Nausea is associated with significant morbidity, and there is a wide range in the propensity of individuals to experience nausea. The neural basis of the heterogeneity in nausea susceptibility is poorly understood. Our previous functional magnetic resonance imaging (fMRI) study in healthy adults showed that a visual motion stimulus caused activation in the right MT+/V5 area, and that increased sensation of nausea due to this stimulus was associated with increased activation in the right anterior insula. For the current study, we hypothesized that individual differences in visual motion-induced nausea are due to microstructural differences in the inferior fronto-occipital fasciculus (IFOF), the white matter tract connecting the right visual motion processing area (MT+/V5) and right anterior insula. To test this hypothesis, we acquired diffusion tensor imaging data from 30 healthy adults who were subsequently dichotomized into high and low nausea susceptibility groups based on the Motion Sickness Susceptibility Scale.
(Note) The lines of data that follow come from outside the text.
//! Client-side asynchronous operation runtime.
//!
//! An [`Operation`](operation::Runnable) describes what to fetch or mutate
//! and where it lives (its [`Path`](path::Path)); a [`Client`](client::Client)
//! resolves operations to [`Store`](store::Store)s by path, one per
//! identity; a `Store` owns that operation's state, decides when to run it,
//! and fans results out to subscribers. [`Modifier`](operation::Modifier)s
//! wrap an operation to add retry, deduplication, staleness policy,
//! rerun-on-change, or controller-driven lifecycle without the operation
//! itself knowing about any of it.
//!
//! # Module organization
//!
//! - [`path`] - structural identity keys (`Path`) for addressing operations
//! - [`context`] - the typed key/value bag (`Context`) threaded through a run
//! - [`clock`] - `Clock`/`Delayer`/`Backoff` abstractions, faked under test
//! - [`continuation`] - the `Continuation` yield channel for intermediate results
//! - [`run_spec`] - composable `RunSpecification` predicates (stale/auto-run policy)
//! - [`controller`] - external imperative control (`refetch`/`reset`) over a store
//! - [`error`] - `RuntimeError<E>`, the taxonomy every run's result wears
//! - [`diagnostics`] - injectable sink for runtime-integrity diagnostics
//! - [`config`] - `RuntimeConfig`, the defaults a `Client` seeds every store with
//! - [`subscription`] - `Subscription` handles and the listener list they detach from
//! - [`task`] - `Task`, the memoized, cancellable unit of work a store schedules
//! - [`state`] - the three state shapes (single/paginated/mutation)
//! - [`operation`] - the three operation paradigms and the `Modifier` chain
//! - [`store`] - `Store`/`MutationStore`/`PaginatedStore`, the paradigm-specific engines
//! - [`client`] - `Client`, the path-keyed store registry
//! - [`testing`] - fakes (`ManualClock`, `ManualDelayer`) for deterministic tests

pub mod path;
pub mod context;
pub mod clock;
pub mod continuation;
pub mod run_spec;
pub mod controller;
pub mod error;
pub mod diagnostics;
pub mod config;
pub mod subscription;
pub mod task;
pub mod state;
pub mod operation;
pub mod store;
pub mod client;
pub mod testing;

pub use client::Client;
pub use config::RuntimeConfig;
pub use context::Context;
pub use error::RuntimeError;
pub use operation::{
    Modified, Modifier, Mutation, MutationOperation, PageCursor, Paginated, PaginatedOperation,
    Paging, Runnable, RunnableExt, Single, SingleOperation,
};
pub use path::Path;
pub use store::paginated_engine::PaginatedStore;
pub use store::{MutationStore, Store};
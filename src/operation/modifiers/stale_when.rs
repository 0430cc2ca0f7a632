//! `stale_when`: narrows when a store's current state is considered
//! stale and eligible for an automatic refetch.

use std::sync::Arc;

use async_trait::async_trait;

use crate::context::{keys, Context};
use crate::continuation::Continuation;
use crate::error::RuntimeError;
use crate::operation::{Modifier, Runnable};
use crate::run_spec::{RunSpecification, RunSpecificationExt};

/// Conjoins `predicate` onto `context.stale_predicate`.
///
/// The default predicate is "always stale"; each `stale_when` further
/// restricts it by conjunction, so state is only considered stale once
/// *every* registered predicate agrees. Composing zero `stale_when`
/// modifiers leaves the default untouched.
pub struct StaleWhen {
    predicate: Arc<dyn RunSpecification>,
}

impl StaleWhen {
    /// Narrows staleness to when `predicate` holds.
    pub fn new(predicate: Arc<dyn RunSpecification>) -> Self {
        Self { predicate }
    }
}

#[async_trait]
impl<Inner: Runnable> Modifier<Inner> for StaleWhen {
    fn setup(&self, ctx: &mut Context, _inner: &Inner) {
        let existing = ctx.get(&keys::STALE_PREDICATE);
        ctx.set(
            &keys::STALE_PREDICATE,
            keys::StalePredicate(existing.0.and(Arc::clone(&self.predicate))),
        );
    }

    async fn run(
        &self,
        input: Inner::Input,
        ctx: Context,
        cont: Continuation<Inner::Value, Inner::Failure>,
        inner: &Inner,
    ) -> Result<Inner::Value, RuntimeError<Inner::Failure>> {
        inner.execute(input, ctx, cont).await
    }
}

#[cfg(test)]
mod tests {
    use super::*;
    use crate::run_spec::{AlwaysStale, Never, Predicate};

    #[test]
    fn first_application_narrows_default_always_stale() {
        let mut ctx = Context::new();
        assert!(ctx.get(&keys::STALE_PREDICATE).0.is_satisfied(&ctx));

        let modifier = StaleWhen::new(Arc::new(Never));
        Modifier::<crate::operation::Single<Noop>>::setup(&modifier, &mut ctx, &crate::operation::Single(Noop));
        assert!(!ctx.get(&keys::STALE_PREDICATE).0.is_satisfied(&ctx));
    }

    #[test]
    fn predicate_identity_matches_always_stale() {
        let ctx = Context::new();
        assert_eq!(
            AlwaysStale.is_satisfied(&ctx),
            Predicate::new(|_: &Context| true).is_satisfied(&ctx)
        );
    }

    struct Noop;
    impl crate::operation::OperationCore for Noop {
        fn path(&self) -> crate::path::Path {
            crate::path::Path::from(["noop"])
        }
    }
    #[async_trait]
    impl crate::operation::SingleOperation for Noop {
        type Value = ();
        type Failure = ();
        async fn run(&self, _ctx: Context, _cont: Continuation<(), ()>) -> Result<(), ()> {
            Ok(())
        }
    }
}
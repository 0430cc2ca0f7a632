//! [`Modifier`]: the unit of composition that wraps a [`Runnable`] into
//! another [`Runnable`] with augmented behavior.

use async_trait::async_trait;

use crate::context::Context;
use crate::continuation::Continuation;
use crate::error::RuntimeError;
use crate::path::Path;

use super::{OperationCore, Runnable};

/// Intercepts a [`Runnable`]'s `execute` call.
///
/// A modifier's `run` receives the inner operation by reference and
/// decides how (and how many times) to call `inner.execute(..)` — `retry`
/// calls it in a loop, `deduplicate` calls it once per distinct
/// fingerprint and fans the result out, `log_duration` calls it exactly
/// once either side of a timer. `setup` lets a modifier seed the `Context`
/// before any `execute` call happens; it runs *before* the inner
/// operation's own `setup`, so the inner operation's defaults win when
/// both set the same key.
#[async_trait]
pub trait Modifier<Inner: Runnable>: Send + Sync {
    /// Seeds `ctx` with this modifier's defaults. Called once per run,
    /// before `inner`'s own `setup`.
    fn setup(&self, _ctx: &mut Context, _inner: &Inner) {}

    /// Drives one call through `inner`, applying this modifier's behavior.
    async fn run(
        &self,
        input: Inner::Input,
        ctx: Context,
        cont: Continuation<Inner::Value, Inner::Failure>,
        inner: &Inner,
    ) -> Result<Inner::Value, RuntimeError<Inner::Failure>>;
}

/// The result of [`RunnableExt::modified`](super::RunnableExt::modified):
/// an `Inner` wrapped by a `Modifier<Inner>`, itself `Runnable` so
/// modifiers stack.
pub struct Modified<Inner, M> {
    inner: Inner,
    modifier: M,
}

impl<Inner, M> Modified<Inner, M> {
    /// Wraps `inner` with `modifier`.
    pub fn new(inner: Inner, modifier: M) -> Self {
        Self { inner, modifier }
    }

    /// The wrapped operation, before this modifier's effect.
    pub fn inner(&self) -> &Inner {
        &self.inner
    }

    /// The modifier itself.
    pub fn modifier(&self) -> &M {
        &self.modifier
    }
}

impl<Inner: Runnable, M: Modifier<Inner>> OperationCore for Modified<Inner, M> {
    fn path(&self) -> Path {
        self.inner.path()
    }

    fn setup(&self, ctx: &mut Context) {
        self.modifier.setup(ctx, &self.inner);
        self.inner.setup(ctx);
    }
}

#[async_trait]
impl<Inner: Runnable, M: Modifier<Inner>> Runnable for Modified<Inner, M> {
    type Input = Inner::Input;
    type Value = Inner::Value;
    type Failure = Inner::Failure;

    async fn execute(
        &self,
        input: Self::Input,
        ctx: Context,
        cont: Continuation<Self::Value, Self::Failure>,
    ) -> Result<Self::Value, RuntimeError<Self::Failure>> {
        self.modifier.run(input, ctx, cont, &self.inner).await
    }
}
We quantified diffusion along the IFOF for each subject based on axial diffusivity (AD); radial diffusivity (RD), mean diffusivity (MD) and fractional anisotropy (FA), and evaluated between-group differences in these diffusion metrics. Subjects with high susceptibility to nausea rated significantly (P < 0.001) higher nausea intensity to visual motion stimuli and had significantly (P < 0.05) lower AD and MD along the right IFOF compared to subjects with low susceptibility to nausea. This result suggests that differences in white matter microstructure within tracts connecting visual motion and nausea-processing brain areas may contribute to nausea susceptibility or may have resulted from an increased history of nausea episodes.